8.診斷患有Waldenstrom氏巨球蛋白血症、POEMS (多發性神經病變、臟器腫大、內分泌病變、單株γ球蛋白病變和皮膚改變)症候群、漿細胞白血病、原發性類澱粉沈積症、骨髓化生不良症候群或骨髓增生症候群。

9.證據顯示目前患有控制不良的心血管疾病，包括控制不良的高血壓、控制不良的心律不整、症狀性鬱血性心臟病、不穩定型心絞痛或過去6個月內曾心肌梗塞。

10.在試驗隨機分配前14日內，曾接受全身性的CYP1A2強效抑制劑(fluvoxamine、enoxacin、ciprofloxacin)、CYP3A強效抑制劑(clarithromycin、telithromycin、itraconazole、voriconazole、ketoconazole、nefazodone、posaconazole)或強效CYP3A誘導劑(rifampin、rifapentine、rifabutin、carbamazepine、phenytoin、phenobarbital)，或者使用銀杏或金絲桃。

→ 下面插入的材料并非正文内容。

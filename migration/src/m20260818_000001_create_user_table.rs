use sea_orm_migration::prelude::*;

/// Creates the `user` table.
#[derive(DeriveMigrationName)]
pub struct Migration;

#[derive(DeriveIden)]
enum User {
    Table,
    Id,
    Email,
    Username,
    PasswordHash,
    DisplayName,
    Role,
    CreatedAt,
    UpdatedAt,
}

#[async_trait::async_trait]
impl MigrationTrait for Migration {
    async fn up(&self, manager: &SchemaManager) -> Result<(), DbErr> {
        manager
            .create_table(
                Table::create()
                    .table(User::Table)
                    .if_not_exists()
                    .col(ColumnDef::new(User::Id).uuid().not_null().primary_key())
                    .col(
                        ColumnDef::new(User::Email)
                            .string_len(255)
                            .not_null()
                            .unique_key(),
                    )
                    .col(
                        ColumnDef::new(User::Username)
                            .string_len(50)
                            .not_null()
                            .unique_key(),
                    )
                    .col(ColumnDef::new(User::PasswordHash).string_len(255).not_null())
                    .col(ColumnDef::new(User::DisplayName).string_len(100).null())
                    .col(
                        ColumnDef::new(User::Role)
                            .string_len(20)
                            .not_null()
                            .default("user"),
                    )
                    .col(
                        ColumnDef::new(User::CreatedAt)
                            .timestamp_with_time_zone()
                            .not_null(),
                    )
                    .col(
                        ColumnDef::new(User::UpdatedAt)
                            .timestamp_with_time_zone()
                            .not_null(),
                    )
                    .to_owned(),
            )
            .await
    }

    async fn down(&self, manager: &SchemaManager) -> Result<(), DbErr> {
        manager
            .drop_table(Table::drop().table(User::Table).to_owned())
            .await
    }
}
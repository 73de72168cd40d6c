//! Pickup API - Backend for pickup sports game coordination
//!
//! This crate provides the REST API for Pickup, enabling:
//! - Field availability lookup and game booking
//! - Game rosters with join/invite/leave semantics
//! - Friend relationships between users
//! - Manager approval of bookings on managed fields

pub mod auth;
pub mod config;
pub mod db;
pub mod entities;
pub mod error;
pub mod routes;
pub mod services;
pub mod state;
mod common;

use axum::http::StatusCode;

#[tokio::test]
async fn liveness_probe_is_ok() {
    let (app, _db) = common::test_app().await;

    let (status, body) = common::get(&app, "/health").await;

    assert_eq!(status, StatusCode::OK);
    let v: serde_json::Value = serde_json::from_str(&body).unwrap_or_default();
    assert_eq!(v["status"].as_str(), Some("ok"));
}

#[tokio::test]
async fn detailed_health_reports_database() {
    let (app, _db) = common::test_app().await;

    let (status, body) = common::get(&app, "/api/v1/health").await;

    assert_eq!(status, StatusCode::OK);
    let v: serde_json::Value = serde_json::from_str(&body).unwrap_or_default();
    assert_eq!(v["status"].as_str(), Some("ok"));
    assert_eq!(v["database"].as_str(), Some("connected"));
}

#[tokio::test]
async fn unknown_route_is_404() {
    let (app, _db) = common::test_app().await;

    let (status, _) = common::get(&app, "/api/v1/nope").await;
    assert_eq!(status, StatusCode::NOT_FOUND);
}
use chrono::Utc;
use jsonwebtoken::{DecodingKey, EncodingKey, Header, Validation, decode, encode};
use serde::{Deserialize, Serialize};
use uuid::Uuid;

use crate::config::Config;

/// JWT claims embedded in both access and refresh tokens.
#[derive(Debug, Serialize, Deserialize)]
pub struct Claims {
    /// Subject: user ID as a UUID string.
    pub sub: String,
    /// User role: `"user"`, `"manager"`, or `"admin"`.
    pub role: String,
    /// Token type: `"access"` or `"refresh"`.
    pub token_type: String,
    /// Expiration time (Unix timestamp).
    pub exp: i64,
    /// Issued-at time (Unix timestamp).
    pub iat: i64,
    /// Unique JWT identifier (used for refresh token tracking in the database).
    pub jti: String,
}

/// A pair of access and refresh tokens returned on sign-in/sign-up.
#[derive(Debug)]
pub struct TokenPair {
    pub access_token: String,
    pub refresh_token: String,
    /// The `jti` of the refresh token, used as its identifier in the database.
    pub refresh_jti: Uuid,
    /// Expiration of the refresh token as a `chrono` timestamp.
    pub refresh_expires_at: chrono::DateTime<Utc>,
}

/// Generate a new access + refresh token pair for the given user.
///
/// # Errors
///
/// Returns an error if JWT encoding fails.
pub fn generate_token_pair(
    user_id: Uuid,
    role: &str,
    config: &Config,
) -> anyhow::Result<TokenPair> {
    let now = Utc::now();
    let access_jti = Uuid::new_v4();
    let refresh_jti = Uuid::new_v4();

    #[allow(clippy::cast_possible_wrap)]
    let access_exp = now.timestamp() + config.jwt_access_expiration_secs as i64;
    #[allow(clippy::cast_possible_wrap)]
    let refresh_exp = now.timestamp() + config.jwt_refresh_expiration_secs as i64;

    let access_claims = Claims {
        sub: user_id.to_string(),
        role: role.to_string(),
        token_type: "access".to_string(),
        exp: access_exp,
        iat: now.timestamp(),
        jti: access_jti.to_string(),
    };

    let refresh_claims = Claims {
        sub: user_id.to_string(),
        role: role.to_string(),
        token_type: "refresh".to_string(),
        exp: refresh_exp,
        iat: now.timestamp(),
        jti: refresh_jti.to_string(),
    };

    let key = EncodingKey::from_secret(config.jwt_secret.as_bytes());

    let access_token = encode(&Header::default(), &access_claims, &key)
        .map_err(|e| anyhow::anyhow!("Failed to encode access token: {e}"))?;

    let refresh_token = encode(&Header::default(), &refresh_claims, &key)
        .map_err(|e| anyhow::anyhow!("Failed to encode refresh token: {e}"))?;

    let refresh_expires_at =
        chrono::DateTime::from_timestamp(refresh_exp, 0).unwrap_or_else(Utc::now);

    Ok(TokenPair {
        access_token,
        refresh_token,
        refresh_jti,
        refresh_expires_at,
    })
}

/// Validate an access token and return its claims.
///
/// # Errors
///
/// Returns an error if the token is invalid, expired, or not an access token.
pub fn validate_access_token(token: &str, secret: &str) -> anyhow::Result<Claims> {
    let key = DecodingKey::from_secret(secret.as_bytes());
    let validation = Validation::default();

    let token_data = decode::<Claims>(token, &key, &validation)
        .map_err(|e| anyhow::anyhow!("Invalid access token: {e}"))?;

    if token_data.claims.token_type != "access" {
        return Err(anyhow::anyhow!("Token is not an access token"));
    }

    Ok(token_data.claims)
}

/// Validate a refresh token and return its claims.
///
/// # Errors
///
/// Returns an error if the token is invalid, expired, or not a refresh token.
pub fn validate_refresh_token(token: &str, secret: &str) -> anyhow::Result<Claims> {
    let key = DecodingKey::from_secret(secret.as_bytes());
    let validation = Validation::default();

    let token_data = decode::<Claims>(token, &key, &validation)
        .map_err(|e| anyhow::anyhow!("Invalid refresh token: {e}"))?;

    if token_data.claims.token_type != "refresh" {
        return Err(anyhow::anyhow!("Token is not a refresh token"));
    }

    Ok(token_data.claims)
}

11.持續或活性全身感染、活性B型肝炎病毒感、活性C型肝炎感染或已知人類免疫不全病毒(HIV)陽性反應。

12.病患患有全身性共病症狀或其他嚴重併存疾病，根據試驗主持人的判斷不適合參與本試驗，或者將會顯著干擾療程進行適當的安全性與毒性評估。

13.患有精神疾病/社交狀況，可能會限制試驗要求的遵囑性。

14.已知對於任何試驗藥物、類似物或任何藥劑各種配方之賦型劑過敏者。

15.無法吞嚥口服藥物、無法或不願遵循投藥要求，或曾接受可能影響口服吸收或治療耐受性的胃腸道(GI)程序。

16.接受隨機分配前2年內曾診斷出或接受其他全身性惡性腫瘤治療，或以前曾診斷出其他惡性腫瘤且顯示有殘餘癌細胞。若病患患有非黑色素皮膚癌或任何種類的原位癌但已完全切除，將不被排除。